▸ **TASK GOAL**
Begin with the first line of the listing and quote every line through the one containing "pub fn get(&self, column: &str)"; give only those lines.

▸ **AVAILABLE DATA**
----------------------------------------
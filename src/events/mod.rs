//! Event processing module for PostgreSQL logical replication
//!
//! Row changes as handed to downstream sinks, and the sink trait itself.

use crate::core::errors::ReplicationResult;
use async_trait::async_trait;
use serde::Serialize;
use serde_json::{Map, Value};
use std::fmt;

pub mod sink;

// Re-export for convenience
pub use sink::EventSinkRegistry;

/// Column name to typed value, in table column order
pub type Row = Map<String, Value>;

/// Conjunction of `column = value` equalities identifying a row
#[derive(Debug, Clone, Default, PartialEq, Serialize)]
#[serde(transparent)]
pub struct MatchExpression(Row);

impl MatchExpression {
    pub fn new() -> Self {
        Self::default()
    }

    pub fn with(mut self, column: impl Into<String>, value: Value) -> Self {
        self.push(column, value);
        self
    }

    pub fn push(&mut self, column: impl Into<String>, value: Value) {
        self.0.insert(column.into(), value);
    }

    pub fn get(&self, column: &str) -> Option<&Value> {
        self.0.get(column)
    }

    pub fn columns(&self) -> impl Iterator<Item = &str> {
        self.0.keys().map(String::as_str)
    }

    pub fn is_empty(&self) -> bool {
        self.0.is_empty()
    }

    pub fn len(&self) -> usize {
        self.0.len()
    }
}

impl fmt::Display for MatchExpression {
    fn fmt(&self, f: &mut fmt::Formatter<'_>) -> fmt::Result {
        for (i, (column, value)) in self.0.iter().enumerate() {
            if i > 0 {
                write!(f, " AND ")?;
            }
            write!(f, "{} = {}", column, value)?;
        }
        Ok(())
    }
}

/// A change ready to be applied downstream
#[derive(Debug, Clone, PartialEq, Serialize)]
#[serde(tag = "op", rename_all = "lowercase")]
pub enum RowChange {
    Insert {
        table: String,
        row: Row,
    },
    Update {
        table: String,
        matcher: MatchExpression,
        row: Row,
    },
    Delete {
        table: String,
        matcher: MatchExpression,
    },
}

impl RowChange {
    pub fn table(&self) -> &str {
        match self {
            RowChange::Insert { table, .. }
            | RowChange::Update { table, .. }
            | RowChange::Delete { table, .. } => table,
        }
    }

    pub fn kind(&self) -> &'static str {
        match self {
            RowChange::Insert { .. } => "insert",
            RowChange::Update { .. } => "update",
            RowChange::Delete { .. } => "delete",
        }
    }
}

/// Downstream store that row changes are applied to
#[async_trait]
pub trait EventSink: Send + Sync {
    /// Apply one change. Delivery is at-least-once, so applies should be
    /// idempotent.
    async fn apply(&self, change: &RowChange) -> ReplicationResult<()>;

    fn sink_type(&self) -> &'static str;

    /// Flush and release resources; called once when replication stops
    async fn shutdown(&self) -> ReplicationResult<()> {
        Ok(())
    }
}


#[cfg(test)]
mod tests {
    use super::*;
    use serde_json::json;

    #[test]
    fn test_row_change_serialization() {
        let mut row = Row::new();
        row.insert("id".to_string(), json!(1));
        row.insert("name".to_string(), json!("John"));

        let change = RowChange::Update {
            table: "public.students".to_string(),
            matcher: MatchExpression::new().with("id", json!(1)),
            row,
        };

        assert_eq!(
            serde_json::to_string(&change).unwrap(),
            r#"{"op":"update","table":"public.students","matcher":{"id":1},"row":{"id":1,"name":"John"}}"#
        );
        assert_eq!(change.table(), "public.students");
        assert_eq!(change.kind(), "update");
    }

    #[test]
    fn test_match_expression_display() {
        let matcher = MatchExpression::new()
            .with("id", json!(1))
            .with("name", json!("x"));
        assert_eq!(matcher.to_string(), r#"id = 1 AND name = "x""#);
        assert_eq!(matcher.columns().collect::<Vec<_>>(), ["id", "name"]);
    }
}
//! Points and sizes
//!
//! Continuous plane coordinates. Everything stays in `f64` until a
//! rasterization step picks a [`RoundMode`] to land on pixel centers.

use crate::rect::Rect;
use crate::{Error, Result};
use std::ops::{Add, Neg, Sub};

/// How a continuous coordinate lands on an integer grid
#[derive(Debug, Copy, Clone, PartialEq, Eq)]
pub enum RoundMode {
    Ceil,
    Round,
    Floor,
    /// Truncate toward zero
    Trunc,
}

impl RoundMode {
    pub fn apply(self, v: f64) -> f64 {
        match self {
            RoundMode::Ceil => v.ceil(),
            RoundMode::Round => v.round(),
            RoundMode::Floor => v.floor(),
            RoundMode::Trunc => v.trunc(),
        }
    }
}

/// A position in the continuous plane
#[derive(Debug, Default, Copy, Clone, PartialEq)]
pub struct Point {
    pub x: f64,
    pub y: f64,
}

impl Point {
    pub fn new(x: f64, y: f64) -> Self {
        Point { x, y }
    }
    pub fn origin() -> Self {
        Point::new(0.0, 0.0)
    }
    pub fn add_xy(self, dx: f64, dy: f64) -> Point {
        Point::new(self.x + dx, self.y + dy)
    }
    /// Immediate neighbor one unit to the left
    pub fn left(self) -> Point {
        self.add_xy(-1.0, 0.0)
    }
    pub fn right(self) -> Point {
        self.add_xy(1.0, 0.0)
    }
    pub fn up(self) -> Point {
        self.add_xy(0.0, -1.0)
    }
    pub fn down(self) -> Point {
        self.add_xy(0.0, 1.0)
    }
    pub fn left_up(self) -> Point {
        self.add_xy(-1.0, -1.0)
    }
    pub fn right_up(self) -> Point {
        self.add_xy(1.0, -1.0)
    }
    pub fn left_down(self) -> Point {
        self.add_xy(-1.0, 1.0)
    }
    pub fn right_down(self) -> Point {
        self.add_xy(1.0, 1.0)
    }
    /// Round both coordinates with the given mode
    pub fn round(self, mode: RoundMode) -> Point {
        Point::new(mode.apply(self.x), mode.apply(self.y))
    }
    /// Clamp into `rect`, far edges inclusive.
    ///
    /// The upper bound is applied before the lower one, so a rect with
    /// a negative span collapses onto its origin rather than the far
    /// corner.
    pub fn constrain(self, rect: Rect) -> Point {
        let clamp = |v: f64, lo: f64, span: f64| v.min(lo + span).max(lo);
        Point::new(
            clamp(self.x, rect.origin.x, rect.size.width),
            clamp(self.y, rect.origin.y, rect.size.height),
        )
    }
    /// True when the point lies inside `rect`, far edges inclusive
    pub fn in_rect(self, rect: Rect) -> bool {
        self.x >= rect.origin.x
            && self.x <= rect.origin.x + rect.size.width
            && self.y >= rect.origin.y
            && self.y <= rect.origin.y + rect.size.height
    }
    pub fn distance_to(self, other: Point) -> f64 {
        let (dx, dy) = (self.x - other.x, self.y - other.y);
        (dx * dx + dy * dy).sqrt()
    }
    /// Perpendicular distance from this point to the infinite line
    /// through `p1` and `p2`.
    ///
    /// Coincident `p1` and `p2` do not define a line and are reported
    /// as an error instead of a divide-by-zero.
    pub fn distance_to_line(self, p1: Point, p2: Point) -> Result<f64> {
        if p1 == p2 {
            return Err(Error::CoincidentPoints);
        }
        let a = p2.y - p1.y;
        let b = p1.x - p2.x;
        let c = p2.x * p1.y - p1.x * p2.y;
        Ok((a * self.x + b * self.y + c).abs() / (a * a + b * b).sqrt())
    }
    pub fn to_size(self) -> Size {
        Size::new(self.x, self.y)
    }
}

impl Add<Size> for Point {
    type Output = Point;
    fn add(self, s: Size) -> Point {
        Point::new(self.x + s.width, self.y + s.height)
    }
}

impl Sub<Size> for Point {
    type Output = Point;
    fn sub(self, s: Size) -> Point {
        Point::new(self.x - s.width, self.y - s.height)
    }
}

impl Sub for Point {
    type Output = Size;
    fn sub(self, other: Point) -> Size {
        Size::new(self.x - other.x, self.y - other.y)
    }
}

/// A two dimensional extent; components may be negative while a drag
/// is in flight
#[derive(Debug, Default, Copy, Clone, PartialEq)]
pub struct Size {
    pub width: f64,
    pub height: f64,
}

impl Size {
    pub fn new(width: f64, height: f64) -> Self {
        Size { width, height }
    }
    pub fn empty() -> Self {
        Size::new(0.0, 0.0)
    }
    pub fn abs(self) -> Size {
        Size::new(self.width.abs(), self.height.abs())
    }
    /// Round both components with the given mode
    pub fn round(self, mode: RoundMode) -> Size {
        Size::new(mode.apply(self.width), mode.apply(self.height))
    }
    /// Truncate to integers, then shift left. Matches integer shift
    /// semantics for fractional inputs.
    pub fn shift_left(self, bits: u32) -> Size {
        Size::new(
            ((self.width.trunc() as i64) << bits) as f64,
            ((self.height.trunc() as i64) << bits) as f64,
        )
    }
    /// Truncate to integers, then shift right
    pub fn shift_right(self, bits: u32) -> Size {
        Size::new(
            ((self.width.trunc() as i64) >> bits) as f64,
            ((self.height.trunc() as i64) >> bits) as f64,
        )
    }
    pub fn scale(self, factor: f64) -> Size {
        Size::new(self.width * factor, self.height * factor)
    }
    pub fn to_point(self) -> Point {
        Point::new(self.width, self.height)
    }
}

impl Add for Size {
    type Output = Size;
    fn add(self, other: Size) -> Size {
        Size::new(self.width + other.width, self.height + other.height)
    }
}

impl Sub for Size {
    type Output = Size;
    fn sub(self, other: Size) -> Size {
        Size::new(self.width - other.width, self.height - other.height)
    }
}

impl Neg for Size {
    type Output = Size;
    fn neg(self) -> Size {
        Size::new(-self.width, -self.height)
    }
}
----------------------------------------
▸ **OUTPUT FOR THIS EXERCISE**
filename src/events/mod.rs
//! Event processing module for PostgreSQL logical replication
//!
//! Row changes as handed to downstream sinks, and the sink trait itself.

use crate::core::errors::ReplicationResult;
use async_trait::async_trait;
use serde::Serialize;
use serde_json::{Map, Value};
use std::fmt;

pub mod sink;

// Re-export for convenience
pub use sink::EventSinkRegistry;

/// Column name to typed value, in table column order
pub type Row = Map<String, Value>;

/// Conjunction of `column = value` equalities identifying a row
#[derive(Debug, Clone, Default, PartialEq, Serialize)]
#[serde(transparent)]
pub struct MatchExpression(Row);

impl MatchExpression {
    pub fn new() -> Self {
        Self::default()
    }

    pub fn with(mut self, column: impl Into<String>, value: Value) -> Self {
        self.push(column, value);
        self
    }

    pub fn push(&mut self, column: impl Into<String>, value: Value) {
        self.0.insert(column.into(), value);
    }

    pub fn get(&self, column: &str) -> Option<&Value> {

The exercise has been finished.